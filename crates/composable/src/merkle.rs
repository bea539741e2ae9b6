//! A Merkle tree compatible with OpenZeppelin's `StandardMerkleTree` for
//! `(address, bytes32, bytes)` leaves, which is what `ComposableCoW` verifies
//! proofs against.

use {
    crate::contracts::ConditionalOrderParams,
    alloy::{
        primitives::{B256, keccak256},
        sol_types::SolValue,
    },
    thiserror::Error,
};

#[derive(Debug, Error, PartialEq, Eq)]
pub enum TreeError {
    #[error("Expected non-zero number of leaves")]
    Empty,
    #[error("Index {0} out of bounds")]
    IndexOutOfBounds(usize),
}

/// Hash of a leaf: the value is ABI encoded and hashed twice to prevent second
/// preimage attacks with internal nodes.
pub fn leaf_hash(leaf: &ConditionalOrderParams) -> B256 {
    let encoded = (leaf.handler, leaf.salt, leaf.staticInput.clone()).abi_encode_params();
    keccak256(keccak256(encoded))
}

fn hash_pair(a: &B256, b: &B256) -> B256 {
    let (first, second) = if a <= b { (a, b) } else { (b, a) };
    let mut buffer = [0u8; 64];
    buffer[..32].copy_from_slice(first.as_slice());
    buffer[32..].copy_from_slice(second.as_slice());
    keccak256(buffer)
}

fn sibling_index(index: usize) -> usize {
    if index % 2 == 1 { index + 1 } else { index - 1 }
}

#[derive(Debug, Clone)]
pub struct StandardMerkleTree {
    /// Complete binary tree stored as an array, root at index 0.
    tree: Vec<B256>,
    /// Leaves in insertion order along with their position in `tree`.
    values: Vec<(ConditionalOrderParams, usize)>,
}

impl StandardMerkleTree {
    pub fn of(leaves: Vec<ConditionalOrderParams>) -> Result<Self, TreeError> {
        if leaves.is_empty() {
            return Err(TreeError::Empty);
        }

        let mut hashed = leaves
            .iter()
            .enumerate()
            .map(|(index, leaf)| (index, leaf_hash(leaf)))
            .collect::<Vec<_>>();
        hashed.sort_by(|a, b| a.1.cmp(&b.1));

        let len = 2 * hashed.len() - 1;
        let mut tree = vec![B256::ZERO; len];
        let mut positions = vec![0; hashed.len()];
        for (sorted, (original, hash)) in hashed.iter().enumerate() {
            let position = len - 1 - sorted;
            tree[position] = *hash;
            positions[*original] = position;
        }
        for i in (0..len - hashed.len()).rev() {
            tree[i] = hash_pair(&tree[2 * i + 1], &tree[2 * i + 2]);
        }

        let values = leaves.into_iter().zip(positions).collect();
        Ok(Self { tree, values })
    }

    pub fn root(&self) -> B256 {
        self.tree[0]
    }

    pub fn len(&self) -> usize {
        self.values.len()
    }

    pub fn is_empty(&self) -> bool {
        self.values.is_empty()
    }

    /// Leaves in the order they were given to [`StandardMerkleTree::of`].
    pub fn entries(&self) -> impl Iterator<Item = (usize, &ConditionalOrderParams)> {
        self.values.iter().map(|(leaf, _)| leaf).enumerate()
    }

    /// Sibling hashes from the leaf at `index` up to the root.
    pub fn get_proof(&self, index: usize) -> Result<Vec<B256>, TreeError> {
        let mut position = self
            .values
            .get(index)
            .ok_or(TreeError::IndexOutOfBounds(index))?
            .1;
        let mut proof = Vec::new();
        while position > 0 {
            proof.push(self.tree[sibling_index(position)]);
            position = (position - 1) / 2;
        }
        Ok(proof)
    }
}

/// Recomputes the root implied by `proof` for `leaf`.
pub fn process_proof(leaf: &ConditionalOrderParams, proof: &[B256]) -> B256 {
    proof
        .iter()
        .fold(leaf_hash(leaf), |node, sibling| hash_pair(&node, sibling))
}

pub fn verify(root: B256, leaf: &ConditionalOrderParams, proof: &[B256]) -> bool {
    process_proof(leaf, proof) == root
}
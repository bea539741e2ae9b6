use {
    alloy::primitives::I256,
    serde::{
        Deserializer,
        Serializer,
        de::{self, Visitor},
    },
    serde_with::{DeserializeAs, SerializeAs},
    std::fmt,
};

/// Writes [`I256`] as a decimal string and reads it from a decimal string or
/// a JSON integer. Negative values are accepted so callers can reject them
/// with their own errors.
pub struct DecimalI256;

struct DecimalVisitor;

impl DecimalVisitor {
    fn integer<E: de::Error>(value: i128) -> Result<I256, E> {
        I256::try_from(value).map_err(E::custom)
    }
}

impl Visitor<'_> for DecimalVisitor {
    type Value = I256;

    fn expecting(&self, formatter: &mut fmt::Formatter) -> fmt::Result {
        formatter.write_str("a decimal string or an integer")
    }

    fn visit_str<E: de::Error>(self, s: &str) -> Result<I256, E> {
        I256::from_dec_str(s.trim()).map_err(|err| E::custom(format!("{s:?} is not a decimal: {err}")))
    }

    fn visit_i64<E: de::Error>(self, v: i64) -> Result<I256, E> {
        Self::integer(v.into())
    }

    fn visit_u64<E: de::Error>(self, v: u64) -> Result<I256, E> {
        Self::integer(v.into())
    }
}

impl<'de> DeserializeAs<'de, I256> for DecimalI256 {
    fn deserialize_as<D: Deserializer<'de>>(deserializer: D) -> Result<I256, D::Error> {
        deserializer.deserialize_any(DecimalVisitor)
    }
}

impl SerializeAs<I256> for DecimalI256 {
    fn serialize_as<S: Serializer>(source: &I256, serializer: S) -> Result<S::Ok, S::Error> {
        serializer.collect_str(source)
    }
}
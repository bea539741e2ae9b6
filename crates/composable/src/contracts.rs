//! Bindings and deployment addresses of the contracts conditional orders
//! interact with. All of them are deployed at the same address on every
//! supported chain.

use alloy::{
    primitives::{Address, address},
    sol,
};

/// `ComposableCoW`, the registry of conditional orders owned by safes.
pub const COMPOSABLE_COW: Address = address!("fdaFc9d1902f4e0b84f65F49f244b32b31013b74");

/// The settlement contract whose EIP-712 domain order uids are computed in.
pub const SETTLEMENT: Address = address!("9008D19f58AAbD9eD0D60971565AA8510560ab41");

/// The handler contract validating TWAP parts.
pub const TWAP_HANDLER: Address = address!("6cF1e9cA41f7611dEf408122793c358a3d11E5a5");

/// Context factory storing the block timestamp at creation in the cabinet.
pub const CURRENT_BLOCK_TIMESTAMP_FACTORY: Address =
    address!("52eD56Da04309Aca4c3FECC595298d80C2f16BAc");

sol! {
    /// The leaf committed on chain for a conditional order.
    #[derive(Debug, PartialEq, Eq, Hash)]
    struct ConditionalOrderParams {
        address handler;
        bytes32 salt;
        bytes staticInput;
    }

    #[derive(Debug, PartialEq, Eq)]
    struct ProofWithParams {
        bytes32[] proof;
        ConditionalOrderParams params;
    }

    /// Static input of the TWAP handler.
    #[derive(Debug, PartialEq, Eq)]
    struct TwapStruct {
        address sellToken;
        address buyToken;
        address receiver;
        uint256 partSellAmount;
        uint256 minPartLimit;
        uint256 t0;
        uint256 n;
        uint256 t;
        uint256 span;
        bytes32 appData;
    }

    library GPv2Order {
        #[derive(Debug, PartialEq, Eq)]
        struct Data {
            address sellToken;
            address buyToken;
            address receiver;
            uint256 sellAmount;
            uint256 buyAmount;
            uint32 validTo;
            bytes32 appData;
            uint256 feeAmount;
            bytes32 kind;
            bool partiallyFillable;
            bytes32 sellTokenBalance;
            bytes32 buyTokenBalance;
        }
    }

    #[sol(rpc)]
    interface ComposableCoW {
        #[derive(Debug, PartialEq, Eq)]
        struct Proof {
            uint256 location;
            bytes data;
        }

        function singleOrders(address owner, bytes32 id) external view returns (bool);
        function roots(address owner) external view returns (bytes32);
        function cabinet(address owner, bytes32 ctx) external view returns (bytes32);
        function getTradeableOrderWithSignature(
            address owner,
            ConditionalOrderParams calldata params,
            bytes calldata offchainInput,
            bytes32[] calldata proof
        ) external view returns (GPv2Order.Data memory order, bytes memory signature);

        function create(ConditionalOrderParams calldata params, bool dispatch) external;
        function createWithContext(
            ConditionalOrderParams calldata params,
            address factory,
            bytes calldata data,
            bool dispatch
        ) external;
        function remove(bytes32 singleOrderHash) external;
        function setRoot(bytes32 root, Proof calldata proof) external;
    }
}
//! The settlement contract's order in the shape owners sign it, and the uid
//! the order book knows a signed order by.

pub mod order;

use alloy::{
    primitives::{Address, B256},
    sol_types::eip712_domain,
};

/// Separator of the settlement contract's EIP-712 domain on `chain_id`.
pub fn domain_separator(chain_id: u64, settlement: Address) -> B256 {
    eip712_domain! {
        name: "Gnosis Protocol",
        version: "v2",
        chain_id: chain_id,
        verifying_contract: settlement,
    }
    .separator()
}
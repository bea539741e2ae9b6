//! Remembers when each order wants to be polled next.

use {
    alloy::primitives::B256,
    composable::{PollResult, poll::BlockInfo},
    std::collections::HashMap,
};

#[derive(Debug, Clone, Copy, PartialEq, Eq)]
pub enum Next {
    /// On the next run.
    Block,
    /// Once a block at or after this timestamp was mined.
    Epoch(u64),
    /// Once this block was mined.
    BlockNumber(u64),
    Never,
}

impl Next {
    fn is_due(&self, block: &BlockInfo) -> bool {
        match *self {
            Self::Block => true,
            Self::Epoch(epoch) => block.block_timestamp >= epoch,
            Self::BlockNumber(number) => block.block_number >= number,
            Self::Never => false,
        }
    }
}

impl From<&PollResult> for Next {
    fn from(result: &PollResult) -> Self {
        match result {
            PollResult::Success { .. }
            | PollResult::TryNextBlock { .. }
            | PollResult::UnexpectedError { .. } => Self::Block,
            PollResult::TryAtEpoch { epoch, .. } => Self::Epoch(*epoch),
            PollResult::TryOnBlock { block_number, .. } => Self::BlockNumber(*block_number),
            PollResult::DontTryAgain { .. } => Self::Never,
        }
    }
}

#[derive(Debug, Default)]
pub struct Schedule(HashMap<B256, Next>);

impl Schedule {
    /// Orders that were never polled are always due.
    pub fn is_due(&self, id: &B256, block: &BlockInfo) -> bool {
        self.0.get(id).is_none_or(|next| next.is_due(block))
    }

    pub fn record(&mut self, id: B256, result: &PollResult) {
        self.0.insert(id, result.into());
    }

    pub fn next(&self, id: &B256) -> Option<Next> {
        self.0.get(id).copied()
    }

    /// Number of orders that will never be polled again.
    pub fn finished(&self) -> usize {
        self.0.values().filter(|next| **next == Next::Never).count()
    }
}
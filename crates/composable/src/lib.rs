//! Conditional orders for `ComposableCoW`: order identity and encoding, the
//! TWAP order family, merkle committed multiplexers and the polling logic
//! watchtowers use to find tradeable orders.

pub mod chain;
pub mod conditional_order;
pub mod contracts;
pub mod error;
pub mod merkle;
pub mod multiplexer;
pub mod order_book;
pub mod order_types;
pub mod poll;
pub mod util;

pub use {
    conditional_order::ConditionalOrder,
    multiplexer::{Multiplexer, ProofLocation},
    order_types::{Order, OrderCatalog, twap::Twap},
    poll::{PollParams, PollResult},
};
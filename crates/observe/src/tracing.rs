use {
    crate::{Config, Format},
    std::{backtrace::Backtrace, panic::PanicHookInfo, sync::Once},
    time::macros::format_description,
    tracing::Metadata,
    tracing_subscriber::{
        EnvFilter,
        Layer,
        fmt::{time::UtcTime, writer::MakeWriterExt as _},
        prelude::*,
        util::TryInitError,
    },
};

/// Installs the global subscriber and a panic hook logging panics as errors.
pub fn initialize(config: &Config) {
    if let Err(err) = set_subscriber(config) {
        eprintln!("tracing subscriber already initialized: {err}");
    }
    std::panic::set_hook(Box::new(log_panic));
}

/// [`initialize`] with text output for tests. Only the first call in a process
/// has an effect.
pub fn initialize_reentrant(filter: &str) {
    static INIT: Once = Once::new();
    INIT.call_once(|| initialize(&Config::new(filter)));
}

fn set_subscriber(config: &Config) -> Result<(), TryInitError> {
    let threshold = config.stderr_threshold;
    let writer = std::io::stderr
        .with_filter(move |meta: &Metadata<'_>| {
            threshold.is_some_and(|level| *meta.level() <= level)
        })
        .or_else(std::io::stdout);
    let timer = UtcTime::new(format_description!(
        "[year]-[month]-[day]T[hour]:[minute]:[second].[subsecond digits:3]Z"
    ));
    let layer = tracing_subscriber::fmt::layer()
        .with_writer(writer)
        .with_timer(timer);
    let filter = EnvFilter::new(&config.filter);
    let layer = match config.format {
        Format::Json => layer.json().with_filter(filter).boxed(),
        Format::Text => layer.with_ansi(false).with_filter(filter).boxed(),
    };
    tracing_subscriber::registry().with(layer).try_init()
}

fn log_panic(info: &PanicHookInfo) {
    let thread = std::thread::current();
    tracing::error!(
        thread = thread.name().unwrap_or("<unnamed>"),
        backtrace = %Backtrace::force_capture(),
        "{info}"
    );
}

#[cfg(test)]
mod tests {
    use {super::*, tracing::Level};

    #[test]
    fn reentrant_initialization() {
        initialize_reentrant("debug");
        initialize_reentrant("trace");
        tracing::debug!(level = %Level::DEBUG, "logged after initialization");
    }
}
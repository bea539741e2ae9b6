#[tokio::main]
async fn main() {
    watchtower::start(std::env::args()).await;
}
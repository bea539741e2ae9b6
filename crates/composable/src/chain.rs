//! Reads of on-chain state needed to poll conditional orders.

use {
    crate::{
        contracts::{COMPOSABLE_COW, ComposableCoW, ConditionalOrderParams, GPv2Order},
        poll::BlockInfo,
    },
    alloy::{
        primitives::{Address, B256, Bytes},
        providers::{DynProvider, Provider},
        rpc::types::BlockNumberOrTag,
    },
    anyhow::{Context, Result},
};

#[derive(Debug, Clone, PartialEq, Eq)]
pub struct TradeableOrder {
    pub order: GPv2Order::Data,
    pub signature: Bytes,
}

#[mockall::automock]
#[async_trait::async_trait]
pub trait ChainRead: Send + Sync {
    /// Whether `owner` authorized the single order `id`.
    async fn single_order(&self, owner: Address, id: B256) -> Result<bool>;

    /// The merkle root committed by `owner`.
    async fn root(&self, owner: Address) -> Result<B256>;

    async fn cabinet(&self, owner: Address, ctx: B256) -> Result<B256>;

    /// Asks the handler for the order that is tradeable right now along with
    /// its EIP-1271 signature. Reverts when there is none.
    async fn tradeable_order(
        &self,
        owner: Address,
        params: ConditionalOrderParams,
        off_chain_input: Bytes,
        proof: Vec<B256>,
    ) -> Result<TradeableOrder>;

    async fn latest_block(&self) -> Result<BlockInfo>;
}

/// [`ChainRead`] backed by a node.
pub struct AlloyChain {
    provider: DynProvider,
    composable_cow: ComposableCoW::ComposableCoWInstance<DynProvider>,
}

impl AlloyChain {
    pub fn new(provider: DynProvider) -> Self {
        Self::with_composable_cow(provider, COMPOSABLE_COW)
    }

    pub fn with_composable_cow(provider: DynProvider, composable_cow: Address) -> Self {
        Self {
            composable_cow: ComposableCoW::new(composable_cow, provider.clone()),
            provider,
        }
    }
}

#[async_trait::async_trait]
impl ChainRead for AlloyChain {
    async fn single_order(&self, owner: Address, id: B256) -> Result<bool> {
        self.composable_cow
            .singleOrders(owner, id)
            .call()
            .await
            .context("singleOrders")
    }

    async fn root(&self, owner: Address) -> Result<B256> {
        self.composable_cow
            .roots(owner)
            .call()
            .await
            .context("roots")
    }

    async fn cabinet(&self, owner: Address, ctx: B256) -> Result<B256> {
        self.composable_cow
            .cabinet(owner, ctx)
            .call()
            .await
            .context("cabinet")
    }

    async fn tradeable_order(
        &self,
        owner: Address,
        params: ConditionalOrderParams,
        off_chain_input: Bytes,
        proof: Vec<B256>,
    ) -> Result<TradeableOrder> {
        let result = self
            .composable_cow
            .getTradeableOrderWithSignature(owner, params, off_chain_input, proof)
            .call()
            .await
            .context("getTradeableOrderWithSignature")?;
        Ok(TradeableOrder {
            order: result.order,
            signature: result.signature,
        })
    }

    async fn latest_block(&self) -> Result<BlockInfo> {
        let block = self
            .provider
            .get_block_by_number(BlockNumberOrTag::Latest)
            .await
            .context("failed to get latest block")?
            .context("no latest block")?;
        Ok(BlockInfo {
            block_number: block.header.number,
            block_timestamp: block.header.timestamp,
        })
    }
}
+ + +
• **Task brief**
Give the number of lines in the records that contain the string "HashMap", and write nothing besides that number.

• **Result for this task**
2